Who, indeed. Shower translates well to the West because of its emphasis on family, humor, and pathos, but it’s a hybrid film—with an American producer and a mainland Chinese director—that’s really intended for domestic consumption. Like Zhang Yimou’s Not One Less, its simple story and protagonists lend poignancy to the collision between old and new China. Just as US audiences get misty-eyed when frontier values and bygone days are projected on the big screen (which itself signifies those times are over), the slower, simpler rituals of Chinese society are suddenly being reappreciated precisely when they’re most endangered.

Thus, the family patriarch, kindly Master Liu (Zhu Xu), can’t understand why his number one son would prefer a speedy, businesslike shower to the relaxing routine of the baths. Liu is masseuse, naturopath, social director, and sage counselor in his domain; the baths are a carefree, Casbah-like refuge from the incomprehensible world outside. Director Zhang romanticizes this milieu—the cricket fights, the banter, the rhythmic slapping of massages—but he’s clear-eyed about its fate.

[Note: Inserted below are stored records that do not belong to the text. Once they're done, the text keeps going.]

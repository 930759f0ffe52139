use std::path::{Path, PathBuf};

use leadform_submit::{ModalSpec, SubmitConfig};
use serde::{Deserialize, Serialize};

use crate::{CliError, CliResult};

/// Logging preferences.
#[derive(Debug, Clone, Serialize, Deserialize)]
#[serde(default)]
pub struct LogSettings {
    /// `EnvFilter` directive used when `RUST_LOG` is unset.
    pub filter: String,
    /// Append JSON log lines to this file.
    pub json_file: Option<PathBuf>,
}

impl Default for LogSettings {
    fn default() -> Self {
        Self {
            filter: "info".to_string(),
            json_file: None,
        }
    }
}

/// Contents of `leadform.toml`.
#[derive(Debug, Clone, Default, Serialize, Deserialize)]
#[serde(default)]
pub struct Settings {
    pub submit: SubmitConfig,
    pub modals: Vec<ModalSpec>,
    pub log: LogSettings,
}

impl Settings {
    /// Declared modals, or the two feedback modals when none are declared.
    pub fn modal_specs(&self) -> Vec<ModalSpec> {
        if self.modals.is_empty() {
            vec![
                ModalSpec::new(self.submit.modals.success.clone()),
                ModalSpec::new(self.submit.modals.error.clone()),
            ]
        } else {
            self.modals.clone()
        }
    }
}

/// Load settings from `path`, falling back to defaults when the file is absent.
pub fn load_settings(path: &Path) -> CliResult<Settings> {
    if !path.exists() {
        return Ok(Settings::default());
    }
    let content = std::fs::read_to_string(path)?;
    let settings: Settings = toml::from_str(&content)?;
    if settings.submit.timeout_ms == 0 {
        return Err(CliError::InvalidConfig(
            "submit.timeout_ms must be greater than zero".to_string(),
        ));
    }
    Ok(settings)
}

#[cfg(test)]
mod tests {
    use super::*;

    #[test]
    fn partial_settings_fill_defaults() {
        let settings: Settings = toml::from_str(
            r#"
            [submit]
            origin = "https://dealer.example"

            [[modals]]
            id = "modal-success"

            [[modals]]
            id = "modal-error"
            "#,
        )
        .expect("parse settings");
        assert_eq!(settings.submit.timeout_ms, 15_000);
        assert_eq!(settings.log.filter, "info");
        assert_eq!(settings.modal_specs().len(), 2);
    }

    #[test]
    fn default_modals_follow_configured_ids() {
        let settings = Settings::default();
        let ids: Vec<String> = settings.modal_specs().into_iter().map(|m| m.id).collect();
        assert_eq!(ids, vec!["modal-success", "modal-error"]);
    }
}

Somber, watchful Da Ming shares this awareness of the baths’ obsolescence, but is unable to tell his father as much. A stage actor known here for The Blue Kite, Pu Cun Xin brings mournful restraint to this role—which stands in contrast to the clich餠character of Er Ming (Jiang Wu), the adorable simpleton seemingly escaped from Of Mice and Men.

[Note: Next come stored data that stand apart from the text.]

//! Single-slot store of the last submission, for manual replay.

use std::sync::{Mutex, MutexGuard, PoisonError};

use chrono::{DateTime, Utc};
use leadform_core::{FormId, SharedForm};
use reqwest::Url;
use uuid::Uuid;

use crate::payload::FormPayload;

/// Everything needed to replay one submission.
#[derive(Debug, Clone)]
pub struct SubmissionRecord {
    pub id: Uuid,
    pub form_id: FormId,
    pub form: SharedForm,
    pub payload: FormPayload,
    pub destination: Url,
    pub captured_at: DateTime<Utc>,
}

impl SubmissionRecord {
    pub fn capture(form_id: FormId, form: SharedForm, payload: FormPayload, destination: Url) -> Self {
        Self {
            id: Uuid::new_v4(),
            form_id,
            form,
            payload,
            destination,
            captured_at: Utc::now(),
        }
    }
}

/// Last-write-wins slot shared by the pipeline and the retry handler.
///
/// Records are swapped whole; readers always get a complete copy. A retry
/// racing a fresh submission of the same form is not coordinated: whichever
/// record is in the slot when the retry reads it is what gets replayed.
#[derive(Debug, Default)]
pub struct RetryStore {
    slot: Mutex<Option<SubmissionRecord>>,
}

impl RetryStore {
    pub fn new() -> Self {
        Self::default()
    }

    fn slot(&self) -> MutexGuard<'_, Option<SubmissionRecord>> {
        self.slot.lock().unwrap_or_else(PoisonError::into_inner)
    }

    /// Replace whatever is stored with `record`.
    pub fn record(&self, record: SubmissionRecord) {
        *self.slot() = Some(record);
    }

    pub fn snapshot(&self) -> Option<SubmissionRecord> {
        self.slot().clone()
    }

    /// Empty the slot if it still holds record `id`.
    pub fn clear_if(&self, id: Uuid) -> bool {
        let mut slot = self.slot();
        if slot.as_ref().is_some_and(|record| record.id == id) {
            *slot = None;
            true
        } else {
            false
        }
    }

    pub fn is_empty(&self) -> bool {
        self.slot().is_none()
    }
}

#[cfg(test)]
mod tests {
    use std::sync::{Arc, Mutex};

    use leadform_core::Form;

    use super::*;

    fn record(value: &str) -> SubmissionRecord {
        let payload = [("name".to_string(), value.to_string())]
            .into_iter()
            .collect();
        SubmissionRecord::capture(
            FormId(1),
            Arc::new(Mutex::new(Form::default())),
            payload,
            Url::parse("http://localhost/mail.php").expect("url"),
        )
    }

    #[test]
    fn last_write_wins() {
        let store = RetryStore::new();
        store.record(record("first"));
        store.record(record("second"));
        let snapshot = store.snapshot().expect("record");
        assert_eq!(snapshot.payload.get("name"), Some("second"));
    }

    #[test]
    fn clear_only_removes_matching_record() {
        let store = RetryStore::new();
        let first = record("first");
        let first_id = first.id;
        store.record(first);
        store.record(record("second"));
        assert!(!store.clear_if(first_id));
        assert!(!store.is_empty());

        let current = store.snapshot().map(|r| r.id).expect("record");
        assert!(store.clear_if(current));
        assert!(store.is_empty());
    }
}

INSIDE THE IDYLL, Zhang constructs several subplots, most of which are pretty familiar. The old geezers kvetch and joke; Master Liu solves a few problems; lots of tea is served. While the outside world is closing in, however, Shower is also a family drama. “I’ve already lost you,” Da Ming’s father laments, trying to coax his prodigal son into taking over the business. Later (too late), Da Ming will realize that, “Being together is the most important thing.”

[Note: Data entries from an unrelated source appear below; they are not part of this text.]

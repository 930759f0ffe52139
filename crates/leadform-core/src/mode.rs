use std::fmt;

use schemars::JsonSchema;
use serde::{Deserialize, Serialize};

/// Which contact channel a form currently requires.
#[derive(Debug, Clone, Copy, PartialEq, Eq, Serialize, Deserialize, JsonSchema)]
#[serde(rename_all = "snake_case")]
pub enum ContactMode {
    Tel,
    Email,
    /// The contact selector exists but nothing is selected.
    Unset,
}

impl ContactMode {
    /// Derive the mode from the contact selector value.
    ///
    /// `None` means the form has no selector at all and is phone-only.
    /// Any value mentioning "mail" (case-insensitive) selects email; any other
    /// non-empty value selects phone.
    pub fn from_selection(selection: Option<&str>) -> Self {
        match selection.map(str::trim) {
            None => ContactMode::Tel,
            Some("") => ContactMode::Unset,
            Some(value) if value.to_lowercase().contains("mail") => ContactMode::Email,
            Some(_) => ContactMode::Tel,
        }
    }

    pub fn is_active(self) -> bool {
        !matches!(self, ContactMode::Unset)
    }
}

impl fmt::Display for ContactMode {
    fn fmt(&self, f: &mut fmt::Formatter<'_>) -> fmt::Result {
        let label = match self {
            ContactMode::Tel => "tel",
            ContactMode::Email => "email",
            ContactMode::Unset => "unset",
        };
        f.write_str(label)
    }
}

#[cfg(test)]
mod tests {
    use super::*;

    #[test]
    fn mail_substring_selects_email() {
        assert_eq!(ContactMode::from_selection(Some("Email")), ContactMode::Email);
        assert_eq!(ContactMode::from_selection(Some("E-MAIL")), ContactMode::Email);
        assert_eq!(ContactMode::from_selection(Some("Gmail")), ContactMode::Email);
        assert_eq!(ContactMode::from_selection(Some("Telegram")), ContactMode::Tel);
        assert_eq!(ContactMode::from_selection(Some("Phone")), ContactMode::Tel);
    }

    #[test]
    fn empty_selection_is_unset() {
        assert_eq!(ContactMode::from_selection(Some("")), ContactMode::Unset);
        assert_eq!(ContactMode::from_selection(Some("  ")), ContactMode::Unset);
        assert_eq!(ContactMode::from_selection(None), ContactMode::Tel);
        assert!(!ContactMode::Unset.is_active());
    }
}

With such commonplace sentiments, Shower isn’t too far removed from a TV movie-of-the-week (or a Mandarin Rain Man). However, in its pacing and moments of quiet beauty, the film achieves a moving, elegiac tone. A tray bearing sake and nuts floating in a blue pool illustrates Zhang’s eye for the graceful details of a nearly extinct culture.

Despite Shower‘s other, cornier touches, it’s this melancholy acceptance of China’s disappearing past that dignifies the movie. The story isn’t cloyingly nostalgic (as one might imagine of an American remake), nor does it offer false solutions to ineluctable social pressures. Just as one community is destroyed, something else will take its place. That cycle is old enough—particularly in China—to warrant noticing, and implacable enough to prevent complaining. When we hear the repeated sad refrain of di Capua’s “O Sole Mio,” the lament isn’t just for the individual, but for an entire way of life.